Когда стало смеркаться, небо затянуло тучами и пошел снег. Сначала красивый, большими хлопьями, потом подул ветер, и снег превратился в мелкий и колючий. Клара смотрела в окно, кутаясь в плед. Солнце уже село за горизонт, и вскоре должна была показаться придорожная гостиница. Еще пара миль, и они выйдут из саней под приветствия прислуги, проследуют в большой зал, где всегда шумно и витают ни с чем не сравнимые ароматы дорожного ужина. Клер положила голову на плечо отца, и он обнял ее одной рукой. Как же хорошо иметь человека, который любит тебя несмотря ни на что, который готов простить тебе любой грех, который всегда примет с распростертыми объятьями, думала она. Даже когда Эрнест отвернулся от нее, отец прижал ее к своей груди. Непрошенная слеза потекла по щеке, но Клер смахнула ее пальцем. Она никогда больше не будет думать об Эрнесте.
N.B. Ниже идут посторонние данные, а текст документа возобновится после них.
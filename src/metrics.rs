//! Prometheus metrics for the kill switch.
//!
//! This module provides:
//! - Request counters for status checks, toggles and rejected keys
//! - Store error counter and store latency histogram
//! - HTTP request latency per endpoint
//! - Recorder installation for the `/metrics` endpoint

use std::time::Instant;

use metrics::{counter, describe_counter, describe_histogram, histogram};
use metrics_exporter_prometheus::{BuildError, PrometheusBuilder, PrometheusHandle};
use tracing::debug;

// === Metric Name Constants ===

/// Status checks counter metric name.
pub const METRIC_STATUS_CHECKS: &str = "status_checks_total";
/// Successful toggles counter metric name.
pub const METRIC_STATUS_TOGGLES: &str = "status_toggles_total";
/// Toggles rejected for a bad API key.
pub const METRIC_TOGGLE_REJECTIONS: &str = "toggle_rejections_total";
/// Store failures counter metric name.
pub const METRIC_STORE_ERRORS: &str = "store_errors_total";
/// Store operation latency metric name.
pub const METRIC_STORE_LATENCY: &str = "store_latency_ms";
/// HTTP request latency metric name.
pub const METRIC_HTTP_REQUEST_LATENCY: &str = "http_request_latency_ms";

/// Install the Prometheus recorder and describe all metrics.
/// Call this once at startup; the handle renders the `/metrics` body.
pub fn install_recorder() -> Result<PrometheusHandle, BuildError> {
    let handle = PrometheusBuilder::new().install_recorder()?;
    init_metrics();
    Ok(handle)
}

/// Register metric descriptions with the installed recorder.
pub fn init_metrics() {
    describe_histogram!(
        METRIC_STORE_LATENCY,
        "Status store operation latency in milliseconds"
    );
    describe_histogram!(
        METRIC_HTTP_REQUEST_LATENCY,
        "HTTP request latency in milliseconds"
    );

    describe_counter!(METRIC_STATUS_CHECKS, "Total number of status checks");
    describe_counter!(METRIC_STATUS_TOGGLES, "Total number of successful toggles");
    describe_counter!(
        METRIC_TOGGLE_REJECTIONS,
        "Total number of toggles rejected for an invalid API key"
    );
    describe_counter!(METRIC_STORE_ERRORS, "Total number of failed store operations");

    debug!("Metrics initialized");
}

/// Record store operation latency.
pub fn record_store_latency(start: Instant) {
    let latency_ms = start.elapsed().as_secs_f64() * 1000.0;
    histogram!(METRIC_STORE_LATENCY).record(latency_ms);
}

/// Record HTTP request latency.
pub fn record_http_latency(start: Instant, endpoint: &'static str) {
    let latency_ms = start.elapsed().as_secs_f64() * 1000.0;
    histogram!(METRIC_HTTP_REQUEST_LATENCY, "endpoint" => endpoint).record(latency_ms);
}

/// Increment status checks counter.
pub fn inc_status_checks() {
    counter!(METRIC_STATUS_CHECKS).increment(1);
}

/// Increment toggles counter.
pub fn inc_status_toggles() {
    counter!(METRIC_STATUS_TOGGLES).increment(1);
}

/// Increment rejected toggles counter.
pub fn inc_toggle_rejections() {
    counter!(METRIC_TOGGLE_REJECTIONS).increment(1);
}

/// Increment store errors counter.
pub fn record_store_error() {
    counter!(METRIC_STORE_ERRORS).increment(1);
}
До гостиницы оставалось совсем недалеко, когда мимо их саней проскакали всадники. Клер видела, как развеваются их плащи, но не могла рассмотреть, кто это. Было уже совсем темно. Иван Семенович задремал, и Клер стало скучно. И тут Клер услышала выстрелы. Сани резко остановились, и Клер в ужасе прижалась к проснувшемуся отцу.
— Что за черт..., — Иван Семенович достал и взвел пистолет, который всегда имел на всякий случай в дороге, — сиди тихо, — он обернулся к Клер и провел рукой по ее щеке, — я посмотрю, что там.
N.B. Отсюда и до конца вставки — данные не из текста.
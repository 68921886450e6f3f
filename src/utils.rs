//! Utility functions.

use tokio::signal;
use tracing::{info, warn};

/// Resolves on Ctrl+C or SIGTERM.
pub async fn shutdown_signal() {
    let ctrl_c = async {
        if let Err(e) = signal::ctrl_c().await {
            warn!("Failed to listen for Ctrl+C: {}", e);
            std::future::pending::<()>().await;
        }
    };

    #[cfg(unix)]
    let terminate = async {
        match signal::unix::signal(signal::unix::SignalKind::terminate()) {
            Ok(mut sigterm) => {
                sigterm.recv().await;
            }
            Err(e) => {
                warn!("Failed to install SIGTERM handler: {}", e);
                std::future::pending::<()>().await;
            }
        }
    };

    #[cfg(not(unix))]
    let terminate = std::future::pending::<()>();

    tokio::select! {
        _ = ctrl_c => {},
        _ = terminate => {},
    }

    info!("Shutdown signal received");
}
//! In-process flag; lost on restart.

use std::sync::atomic::{AtomicBool, Ordering};

use async_trait::async_trait;

use super::{StatusStore, StoreBackend};
use crate::error::StoreError;

/// Flag held in an atomic.
#[derive(Debug, Default)]
pub struct MemoryStore {
    enabled: AtomicBool,
}

impl MemoryStore {
    /// Create a store holding `initial`.
    pub fn new(initial: bool) -> Self {
        Self {
            enabled: AtomicBool::new(initial),
        }
    }
}

#[async_trait]
impl StatusStore for MemoryStore {
    async fn read(&self) -> Result<bool, StoreError> {
        Ok(self.enabled.load(Ordering::SeqCst))
    }

    async fn write(&self, enabled: bool) -> Result<(), StoreError> {
        self.enabled.store(enabled, Ordering::SeqCst);
        Ok(())
    }

    fn backend(&self) -> StoreBackend {
        StoreBackend::Memory
    }
}
//! OpenAPI document and Swagger UI.

use axum::Router;
use utoipa::{
    openapi::{
        security::{ApiKey, ApiKeyValue, SecurityScheme},
        server::Server,
    },
    Modify, OpenApi,
};
use utoipa_swagger_ui::SwaggerUi;

use super::handlers;

/// Path of the generated OpenAPI JSON.
pub const OPENAPI_PATH: &str = "/api-docs/openapi.json";
/// Path of the Swagger UI.
pub const SWAGGER_PATH: &str = "/docs";

#[derive(OpenApi)]
#[openapi(
    info(
        title = "Kill Switch API",
        description = "Remotely toggle whether a client application renders"
    ),
    paths(
        handlers::health,
        handlers::check_app_status,
        handlers::toggle_app_status,
    ),
    components(schemas(
        handlers::HealthResponse,
        handlers::StatusResponse,
        handlers::ToggleResponse,
        handlers::ErrorResponse,
    )),
    modifiers(&ApiKeyAddon),
    tags(
        (name = "Kill Switch", description = "Read and toggle the render flag"),
        (name = "Observability", description = "Service health"),
    )
)]
pub struct ApiDoc;

struct ApiKeyAddon;

impl Modify for ApiKeyAddon {
    fn modify(&self, openapi: &mut utoipa::openapi::OpenApi) {
        if let Some(components) = openapi.components.as_mut() {
            components.add_security_scheme(
                "api_key",
                SecurityScheme::ApiKey(ApiKey::Query(ApiKeyValue::new("apiKey"))),
            );
        }
    }
}

/// Generated document advertising `base_url` as the server.
pub fn openapi(base_url: &str) -> utoipa::openapi::OpenApi {
    let mut doc = ApiDoc::openapi();
    doc.servers = Some(vec![Server::new(base_url)]);
    doc
}

/// Serve Swagger UI and the OpenAPI JSON alongside `router`.
pub fn mount_docs(router: Router, base_url: &str) -> Router {
    router.merge(SwaggerUi::new(SWAGGER_PATH).url(OPENAPI_PATH, openapi(base_url)))
}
И он открыл дверь, спрыгнул в глубокий снег и замер, увидев прямо перед собой странную картину.
Сани стояли в сугробе одни в широком поле. Настолько широком, что сгущающаяся тьма не позволяло видеть его края. Завывал ветер, хлопая дверцей кареты, и валил снег. На дороге они были совершенно одни.
Возница и лакей, сидевший рядом с ним на передке, лежали в снегу с прострелянными головами. Лошади тоже лежали в снегу, и одна из них билась в конвульсиях, а вторая уже издохла.
Иван Семенович обошел сани, решая, что делать. Ждать подмоги можно было до самого утра, потому что вряд ли кто-то рискнет ехать в такую метель ночью. Он сжимал в руке пистолет, теперь казавшийся детской игрушкой, и молча вглядывался в темноту.
— Что случилось, папа? — Клер высунула голову из саней.
Иван Семенович помолчал. Потом ответил:
— Не знаю. Давай-ка уходить отсюда. Накинь шубу потеплее и голову повяжи.